An enduring solution rests with the U.S. Congress and the next Administration. Congress can easily help urge the Administration include appropriate language in the next National Defense Authorization Act (NDAA) requiring stronger justification before awarding non-American-owned entities contracts for a range of logistical tasks—particularly those logistical re-supply tasks that are long term, sensitive, and potentially enduring. 

This would, in some cases, be a heavy lift. As the threat of Great Power warfare receded, the U.S. has systematically de-emphasized U.S.-based logistical support services. But a demand for U.S. logistical support overseas would be a boon for domestic U.S. contractors—road builders, energy suppliers, and even environmental remediation companies. Just the act of getting U.S. flagged tankers full of JP-5 fuel from the U.S. to, say, someplace in Africa, would be disruptive, requiring new U.S. built ships, U.S. crews, fuel handlers, and bunkering. But the resulting economic activity would be worth every penny. 

The Trump Administration, in a little-heralded development, transformed the sleepy U.S. economic development organization formerly known as the Overseas Private Investment Corporation (OPIC) to an equity-holding entity, the U.S. International Development Finance Corporation (DFC), and subsequently endowed the DFC with $60 billion in underwriting. This attempt at countering a waning U.S. economic influence overseas is potentially a parallel effort to ensure the U.S. maintains a relevance in business matters overseas. Dictating some ‘American-only’ contract awards for logistics will help the DFC to establish businesses overseas, says Admiral Franken.

Like anything diplomatically sensitive, any shift to U.S.-owned support contractors would need to be deftly handled. If foreign partners who are already in place are too abruptly pushed aside, the resulting economic disruption and ill feelings can echo on for years. In Greenland this week, U.S. negotiators did damage control over a long-awarded support contract, assuaging hurt feelings by committing to hand a future Thule Air Base support contract to a locally owned, non-U.S. support contractor. The diplomatic maneuvering stemmed from events six years ago, when an American-owned and operated contractor won support work at this critical Arctic base. An irked Greenland has been fighting to get the support work back to the locals ever since.

Contracting Is Part Of The Battle:

A renewed focus on resiliency does not mean that all military logistics support should go to U.S. contractors. When operating forward, the U.S. military never has gone without some sort of reliance upon foreign or host-nation logistical support. Ever since the Korean War, when the United States used enormous numbers of foreign stevedores to offload military material in Pacific ports, the U.S. has relied upon foreign services and logistical support, particularly for surge and transient activities. This will always be the case. 
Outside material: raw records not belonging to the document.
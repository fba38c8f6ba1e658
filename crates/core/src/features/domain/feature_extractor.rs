use image::GrayImage;

/// 256-bit binary descriptor (ORB-style).
pub type BinaryDescriptor = [u8; 32];

/// Descriptors of every keypoint found in one image, in detection order.
#[derive(Clone, Debug, PartialEq)]
pub enum Descriptors {
    Binary(Vec<BinaryDescriptor>),
    Float(Vec<Vec<f32>>),
}

impl Descriptors {
    pub fn len(&self) -> usize {
        match self {
            Descriptors::Binary(d) => d.len(),
            Descriptors::Float(d) => d.len(),
        }
    }

    pub fn is_empty(&self) -> bool {
        self.len() == 0
    }
}

/// Best training descriptor for one query descriptor.
#[derive(Clone, Copy, Debug, PartialEq)]
pub struct DescriptorMatch {
    pub query_idx: usize,
    pub train_idx: usize,
    pub distance: f32,
}

/// Domain interface for local keypoint features.
///
/// Implementations pair a detector/descriptor with the matcher suited to
/// their descriptor kind.
pub trait FeatureExtractor: Send {
    fn detect_and_compute(&self, image: &GrayImage) -> Descriptors;

    /// One brute-force best match per query descriptor.
    ///
    /// Returns no matches when either side is empty or the kinds differ.
    fn match_descriptors(&self, query: &Descriptors, train: &Descriptors) -> Vec<DescriptorMatch>;

    fn name(&self) -> &'static str;
}

/// Brute-force nearest neighbour over any descriptor slice and metric.
///
/// The first training descriptor wins ties.
pub fn brute_force_match<T, F>(query: &[T], train: &[T], distance: F) -> Vec<DescriptorMatch>
where
    F: Fn(&T, &T) -> f32,
{
    if train.is_empty() {
        return Vec::new();
    }
    query
        .iter()
        .enumerate()
        .filter_map(|(query_idx, q)| {
            train
                .iter()
                .enumerate()
                .map(|(train_idx, t)| DescriptorMatch {
                    query_idx,
                    train_idx,
                    distance: distance(q, t),
                })
                .fold(None, |best: Option<DescriptorMatch>, m| match best {
                    Some(b) if b.distance <= m.distance => Some(b),
                    _ => Some(m),
                })
        })
        .collect()
}
use image::GrayImage;

/// Summed-area tables of pixel values and squared pixel values.
///
/// Both tables have one extra leading row and column of zeros, so the sum
/// over any rectangle is four lookups.
#[derive(Clone, Debug)]
pub struct IntegralImage {
    sums: Vec<f64>,
    squares: Vec<f64>,
    stride: usize,
    width: u32,
    height: u32,
}

impl IntegralImage {
    pub fn new(image: &GrayImage) -> Self {
        let (w, h) = image.dimensions();
        let stride = w as usize + 1;
        let mut sums = vec![0.0; stride * (h as usize + 1)];
        let mut squares = vec![0.0; stride * (h as usize + 1)];

        for y in 0..h as usize {
            let mut row_sum = 0.0;
            let mut row_sq = 0.0;
            for x in 0..w as usize {
                let v = image.get_pixel(x as u32, y as u32)[0] as f64;
                row_sum += v;
                row_sq += v * v;
                let idx = (y + 1) * stride + x + 1;
                sums[idx] = sums[idx - stride] + row_sum;
                squares[idx] = squares[idx - stride] + row_sq;
            }
        }

        Self {
            sums,
            squares,
            stride,
            width: w,
            height: h,
        }
    }

    pub fn width(&self) -> u32 {
        self.width
    }

    pub fn height(&self) -> u32 {
        self.height
    }

    /// Sum of pixels in `[x, x + w) x [y, y + h)`, clipped to the image.
    pub fn sum(&self, x: i32, y: i32, w: i32, h: i32) -> f64 {
        Self::lookup(&self.sums, self.stride, self.width, self.height, x, y, w, h)
    }

    pub fn square_sum(&self, x: i32, y: i32, w: i32, h: i32) -> f64 {
        Self::lookup(&self.squares, self.stride, self.width, self.height, x, y, w, h)
    }

    #[allow(clippy::too_many_arguments)]
    fn lookup(table: &[f64], stride: usize, width: u32, height: u32, x: i32, y: i32, w: i32, h: i32) -> f64 {
        let x0 = x.clamp(0, width as i32) as usize;
        let y0 = y.clamp(0, height as i32) as usize;
        let x1 = (x + w).clamp(0, width as i32) as usize;
        let y1 = (y + h).clamp(0, height as i32) as usize;
        if x1 <= x0 || y1 <= y0 {
            return 0.0;
        }
        table[y1 * stride + x1] - table[y0 * stride + x1] - table[y1 * stride + x0]
            + table[y0 * stride + x0]
    }
}
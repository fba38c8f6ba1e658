use crate::shared::error::{Result, VisionError};
use crate::shared::frame::Frame;

/// Scales a frame by `factor` with area averaging.
///
/// Each output pixel is the coverage-weighted mean of the source pixels
/// under its footprint, so a 0.5 downscale of a 2x nearest-neighbour
/// upscale reproduces the original exactly.
pub fn resize_area(frame: &Frame, factor: f64) -> Result<Frame> {
    let invalid = || VisionError::InvalidResizeFactor {
        factor,
        width: frame.width(),
        height: frame.height(),
    };
    if !factor.is_finite() || factor <= 0.0 {
        return Err(invalid());
    }

    let dst_w = (frame.width() as f64 * factor).round() as u32;
    let dst_h = (frame.height() as f64 * factor).round() as u32;
    if dst_w == 0 || dst_h == 0 {
        return Err(invalid());
    }

    let src_w = frame.width() as usize;
    let channels = frame.channels() as usize;
    let x_weights = axis_weights(frame.width() as usize, dst_w as usize);
    let y_weights = axis_weights(frame.height() as usize, dst_h as usize);
    let src = frame.data();

    let mut out = Vec::with_capacity(dst_w as usize * dst_h as usize * channels);
    let mut acc = vec![0f32; channels];
    for ys in &y_weights {
        for xs in &x_weights {
            acc.fill(0.0);
            for &(sy, wy) in ys {
                for &(sx, wx) in xs {
                    let w = wy * wx;
                    let offset = (sy * src_w + sx) * channels;
                    for (a, &v) in acc.iter_mut().zip(&src[offset..offset + channels]) {
                        *a += v as f32 * w;
                    }
                }
            }
            out.extend(acc.iter().map(|v| v.round().clamp(0.0, 255.0) as u8));
        }
    }

    Ok(Frame::new(out, dst_w, dst_h, frame.channels()))
}

/// Per destination index: the contributing source indices and their
/// normalized coverage weights.
fn axis_weights(src_len: usize, dst_len: usize) -> Vec<Vec<(usize, f32)>> {
    let scale = src_len as f64 / dst_len as f64;
    (0..dst_len)
        .map(|d| {
            let start = d as f64 * scale;
            let end = (d + 1) as f64 * scale;
            let first = start.floor() as usize;
            let last = (end.ceil() as usize).min(src_len);
            (first..last)
                .filter_map(|s| {
                    let overlap = end.min(s as f64 + 1.0) - start.max(s as f64);
                    (overlap > 1e-9).then_some((s, (overlap / scale) as f32))
                })
                .collect()
        })
        .collect()
}
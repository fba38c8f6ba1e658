pub mod shared {
    pub mod constants;
    pub mod error;
    pub mod frame;
    pub mod geometry;
}

pub mod imaging;

pub mod features {
    pub mod domain {
        pub mod feature_extractor;
    }
    pub mod infrastructure;
}

pub mod blobs {
    pub mod domain {
        pub mod blob;
        pub mod blob_descriptor;
    }
    pub mod infrastructure;
}

pub mod faces {
    pub mod domain {
        pub mod face;
        pub mod face_landmarks;
        pub mod object_cascade;
        pub mod species;
    }
    pub mod infrastructure;
}

pub mod io {
    pub mod domain {
        pub mod image_reader;
        pub mod image_writer;
    }
    pub mod infrastructure;
}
But as China enters the picture, and starts to develop overseas outposts, strong and creative management of America’s portfolio of overseas logistics and support contracts will prove critical. It is a real—and often neglected—front in the emerging competition between the “Great Powers”. Even in things as mundane as support contracting, the U.S. government will be competing for local support. Host-nation contracts pose a perfect way to differentiate between the two very different countries—with victories and defeats having wide ranging and potentially tough consequences. Contracting decisions will need to be vetted by the interagency, and scrutinized at a level the cost-conscious, back-office-hating Pentagon may not like.

Time is short. With tensions increasing throughout the globe, the United States is obligated to take a more active role in hardening the globe-spanning military supply chain. If not, America’s military risks being marooned, without logistical support, as former friends and suppliers prove fickle.